Naturally, Gecophonic favourites, the Moon Wiring Club, feature on this Summer Special LP, providing enchanting melodies and foot-flapping rhythms that ensure a familiarity of confusion to sooth the fervid attentions of their kindly listeners. Joining them on Down to the Silver Sea are a magical gaggle of talented musicians, each flourishing a trio of delightful compositions that thematically compliment each other in a varied seasonal bouquet of charming sound!
Hodgson coaxed this narrative by sending the performers an odd assemblage of photographs of Britain in the summertime, with many and varied results. You’ve got foggy concrète scultpures, mannequin Trap, Sci – Fi adventure theme, strung together with faultless sequencing and field recordings. It ends up being like a guided Audio tour, through no specific location at no set time. A phantom stroll through a dream of England.
Everything Ian Hodgson, or Moon Wiring Club, lays a finger has the sulphur reek of the Uncanny about it. Perhaps it’s because of the sinister Art Deco cover pieces, or the fictitious hamlet of Clinksell where most of MWC’s music takes place, it bears a close resemblance to reality, but is not quite it. It deals with the mind, reflections, screens. The image and idea of something.
It is perhaps because of this reflective quality, the fact of being outside, that makes Moon Wiring Club and the Gecophonic output more open to the outside world, able to incorporate modern styles. The last couple of Moon Wiring Club records have had an increasing amount of Trap-style hip hop beats abounding, rigid machine drums, painstakingly sourced from an old PlayStation, that gives his music such a distinctive undead lurch. It is an interesting combination, club beats with what sound like Victorian children’s records, all smeared with liberal amounts of echo and Oramics, of course. It is an interesting contradiction to the direction of Ghost Box records, friends and allies (whose Jon Brooks makes an appearance here), who seem like they are trying to make authentic music from the ’60s or ’70s, or whatever era they happen to be referencing. This was causing many to claim that Hauntology, which really only means referential Art, was dead and decaying. One can only remake The Tomorrow People theme song so many times.
Down To The Silver Sea is here to tell you that just ain’t so, and in fact may be entering a new fruitful period. Several hauntological heavyweights make an appearance here, the aforemention Jon Brooks and Ian Hodgson’s Moon Wiring Club, as well as 3 new tracks from Pye Corner Audio‘s Head Technician, appearing under the Howling Moss banner, as well as Exotic Pylon‘s Time Attendant and steampunk roboticist Sarah Angliss.

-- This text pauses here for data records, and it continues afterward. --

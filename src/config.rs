use crate::error::{Error, Result};
use crate::mime::{
    MimeDescriptor, IMAGE_JPEG, IMAGE_JPG, IMAGE_PNG, IMAGE_WEBP, IMAGE_X_ALPHA8, IMAGE_X_RGBA8,
};
use serde::{Deserialize, Serialize};
use std::fmt;
use std::sync::Arc;
use url::Url;

/// Progress sink receiving `(phase_key, current, total)`.
///
/// Phase keys are colon-delimited tags such as `fetch:/models/medium` or
/// `compute:inference`.
pub type ProgressFn = Arc<dyn Fn(&str, u64, u64) + Send + Sync>;

pub const DEFAULT_OUTPUT_QUALITY: f32 = 0.8;

const OUTPUT_FORMATS: [&str; 6] = [
    IMAGE_PNG,
    IMAGE_JPEG,
    IMAGE_JPG,
    IMAGE_WEBP,
    IMAGE_X_ALPHA8,
    IMAGE_X_RGBA8,
];

/// Execution device for inference. `Gpu` falls back to CPU when no GPU
/// provider is available.
#[derive(Debug, Clone, Copy, PartialEq, Eq, Default, Serialize, Deserialize)]
#[serde(rename_all = "lowercase")]
pub enum Device {
    #[default]
    Cpu,
    Gpu,
}

/// Segmentation model variant.
#[derive(Debug, Clone, Copy, PartialEq, Eq, Default, Serialize, Deserialize)]
#[serde(rename_all = "lowercase")]
pub enum ModelSize {
    Small,
    #[default]
    Medium,
    Large,
}

impl ModelSize {
    /// Catalog key of the model weights.
    pub fn resource_key(self) -> &'static str {
        match self {
            ModelSize::Small => "/models/small",
            ModelSize::Medium => "/models/medium",
            ModelSize::Large => "/models/large",
        }
    }
}

/// Unvalidated configuration as supplied by a caller or a JSON file.
#[derive(Debug, Clone, Default, Deserialize)]
#[serde(rename_all = "camelCase", deny_unknown_fields)]
pub struct ConfigOptions {
    pub public_path: Option<String>,
    pub debug: Option<bool>,
    pub device: Option<Device>,
    pub model: Option<ModelSize>,
    pub output: Option<OutputOptions>,
}

#[derive(Debug, Clone, Default, Deserialize)]
#[serde(deny_unknown_fields)]
pub struct OutputOptions {
    pub format: Option<String>,
    pub quality: Option<f32>,
}

impl ConfigOptions {
    pub fn from_json(bytes: &[u8]) -> Result<Self> {
        serde_json::from_slice(bytes).map_err(|e| Error::config(e.to_string()))
    }

    /// Apply defaults and validate. No I/O beyond resolving the working
    /// directory for the default `publicPath`.
    pub fn validate(self) -> Result<Config> {
        let public_path = match self.public_path {
            Some(path) => parse_public_path(&path)?,
            None => default_public_path()?,
        };

        let output = self.output.unwrap_or_default();
        let format = match output.format {
            Some(format) => MimeDescriptor::parse(&format)?,
            None => MimeDescriptor::new(IMAGE_PNG)?,
        };
        if !OUTPUT_FORMATS.contains(&format.mime_type()) {
            return Err(Error::config(format!(
                "output.format '{format}' must be one of {}",
                OUTPUT_FORMATS.join(", ")
            )));
        }

        let quality = output.quality.unwrap_or(DEFAULT_OUTPUT_QUALITY);
        if !(0.0..=1.0).contains(&quality) {
            return Err(Error::config(format!(
                "output.quality {quality} must be within [0, 1]"
            )));
        }

        let config = Config {
            public_path,
            debug: self.debug.unwrap_or(false),
            device: self.device.unwrap_or_default(),
            model: self.model.unwrap_or_default(),
            output: OutputConfig { format, quality },
            progress: None,
        };

        if config.debug {
            tracing::debug!("Config: {:?}", config);
        }
        Ok(config)
    }
}

fn parse_public_path(path: &str) -> Result<Url> {
    let mut url = Url::parse(path)
        .map_err(|e| Error::config(format!("publicPath '{path}' must be a valid URI: {e}")))?;
    if url.cannot_be_a_base() {
        return Err(Error::config(format!(
            "publicPath '{path}' cannot be used as a base URI"
        )));
    }
    if !url.path().ends_with('/') {
        let dir = format!("{}/", url.path());
        url.set_path(&dir);
    }
    Ok(url)
}

fn default_public_path() -> Result<Url> {
    let cwd = std::env::current_dir()
        .map_err(|e| Error::config(format!("cannot resolve default publicPath: {e}")))?;
    Url::from_directory_path(cwd.join("dist"))
        .map_err(|_| Error::config("cannot resolve default publicPath"))
}

/// Output encoding settings.
#[derive(Debug, Clone, PartialEq, Serialize)]
pub struct OutputConfig {
    pub format: MimeDescriptor,
    pub quality: f32,
}

/// Validated, immutable pipeline configuration.
#[derive(Clone, Serialize)]
#[serde(rename_all = "camelCase")]
pub struct Config {
    public_path: Url,
    debug: bool,
    device: Device,
    model: ModelSize,
    output: OutputConfig,
    #[serde(skip)]
    progress: Option<ProgressFn>,
}

impl Config {
    /// Attach a progress sink.
    pub fn with_progress(mut self, progress: ProgressFn) -> Self {
        self.progress = Some(progress);
        self
    }

    pub fn public_path(&self) -> &Url {
        &self.public_path
    }

    pub fn debug(&self) -> bool {
        self.debug
    }

    pub fn device(&self) -> Device {
        self.device
    }

    pub fn model(&self) -> ModelSize {
        self.model
    }

    pub fn output(&self) -> &OutputConfig {
        &self.output
    }

    /// Report progress to the attached sink. Without one, debug mode traces
    /// progress instead.
    pub fn report(&self, key: &str, current: u64, total: u64) {
        if let Some(progress) = &self.progress {
            progress(key, current, total);
        } else if self.debug {
            tracing::debug!("Progress {}: {} of {}", key, current, total);
        }
    }

    /// Canonical serialisation used to memoise sessions. The progress sink is
    /// not part of it.
    pub fn cache_key(&self) -> Result<String> {
        Ok(serde_json::to_string(self)?)
    }
}

impl fmt::Debug for Config {
    fn fmt(&self, f: &mut fmt::Formatter<'_>) -> fmt::Result {
        f.debug_struct("Config")
            .field("public_path", &self.public_path.as_str())
            .field("debug", &self.debug)
            .field("device", &self.device)
            .field("model", &self.model)
            .field("output", &self.output)
            .field("progress", &self.progress.is_some())
            .finish()
    }
}

#[cfg(test)]
mod tests {
    use super::*;
    use std::sync::Mutex;

    fn options(public_path: &str) -> ConfigOptions {
        ConfigOptions {
            public_path: Some(public_path.to_string()),
            ..Default::default()
        }
    }

    #[test]
    fn defaults_apply() {
        let config = options("https://cdn.example.com/dist/").validate().unwrap();
        assert_eq!(config.model(), ModelSize::Medium);
        assert_eq!(config.device(), Device::Cpu);
        assert_eq!(config.output().format.mime_type(), IMAGE_PNG);
        assert_eq!(config.output().quality, DEFAULT_OUTPUT_QUALITY);
        assert!(!config.debug());
    }

    #[test]
    fn default_public_path_is_a_directory_url() {
        let config = ConfigOptions::default().validate().unwrap();
        assert_eq!(config.public_path().scheme(), "file");
        assert!(config.public_path().path().ends_with("/dist/"));
    }

    #[test]
    fn public_path_gets_trailing_slash() {
        let config = options("https://cdn.example.com/dist").validate().unwrap();
        assert_eq!(config.public_path().as_str(), "https://cdn.example.com/dist/");
    }

    #[test]
    fn rejects_non_uri_public_path() {
        assert!(matches!(
            options("not a uri").validate(),
            Err(Error::ConfigValidation(_))
        ));
        assert!(matches!(
            options("mailto:someone@example.com").validate(),
            Err(Error::ConfigValidation(_))
        ));
    }

    #[test]
    fn rejects_bad_output_settings() {
        let mut opts = options("https://cdn.example.com/");
        opts.output = Some(OutputOptions {
            format: Some("image/gif".into()),
            quality: None,
        });
        assert!(matches!(opts.validate(), Err(Error::ConfigValidation(_))));

        let mut opts = options("https://cdn.example.com/");
        opts.output = Some(OutputOptions {
            format: None,
            quality: Some(1.5),
        });
        assert!(matches!(opts.validate(), Err(Error::ConfigValidation(_))));

        let mut opts = options("https://cdn.example.com/");
        opts.output = Some(OutputOptions {
            format: Some("image/x-alpha8;width".into()),
            quality: None,
        });
        assert!(matches!(opts.validate(), Err(Error::ConfigValidation(_))));
    }

    #[test]
    fn parses_json_options() {
        let json = br#"{
            "publicPath": "https://cdn.example.com/assets/",
            "debug": true,
            "device": "gpu",
            "model": "small",
            "output": { "format": "image/webp", "quality": 0.5 }
        }"#;
        let config = ConfigOptions::from_json(json).unwrap().validate().unwrap();
        assert_eq!(config.device(), Device::Gpu);
        assert_eq!(config.model().resource_key(), "/models/small");
        assert_eq!(config.output().format.mime_type(), IMAGE_WEBP);
        assert!(config.debug());

        assert!(matches!(
            ConfigOptions::from_json(br#"{ "model": "huge" }"#),
            Err(Error::ConfigValidation(_))
        ));
        assert!(matches!(
            ConfigOptions::from_json(br#"{ "unknown": 1 }"#),
            Err(Error::ConfigValidation(_))
        ));
    }

    #[test]
    fn cache_key_ignores_progress_but_not_settings() {
        let base = options("https://cdn.example.com/").validate().unwrap();
        let with_progress = base.clone().with_progress(Arc::new(|_: &str, _: u64, _: u64| {}));
        assert_eq!(base.cache_key().unwrap(), with_progress.cache_key().unwrap());

        let mut small = options("https://cdn.example.com/");
        small.model = Some(ModelSize::Small);
        let small = small.validate().unwrap();
        assert_ne!(base.cache_key().unwrap(), small.cache_key().unwrap());
    }

    #[test]
    fn report_forwards_to_sink() {
        let seen = Arc::new(Mutex::new(Vec::new()));
        let sink = seen.clone();
        let config = options("https://cdn.example.com/")
            .validate()
            .unwrap()
            .with_progress(Arc::new(move |key: &str, current: u64, total: u64| {
                sink.lock().unwrap().push((key.to_string(), current, total));
            }));
        config.report("compute:inference", 1, 4);
        assert_eq!(
            *seen.lock().unwrap(),
            vec![("compute:inference".to_string(), 1, 4)]
        );
    }
}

The album definitely operates best when taken whole, to just let yrself be transported to its odd auditory world, and walk around its bucolic ruins, but would draw special attention to Time Attendant’s ‘Crooked Harbour’, that conjures Uther’s ghost using tape, pedals and string, and all of the Howling Moss tracks, as T.H.T. is getting scary good at his kosmische-giallo-by-way-of-Detroit routine. If anybody has any additional information on Kno or The Original Uptown Sycophants, i’d love to hear ’em, as details were scarce, and the ghostly Salvation Army band in a village hall is really doing it for me right now.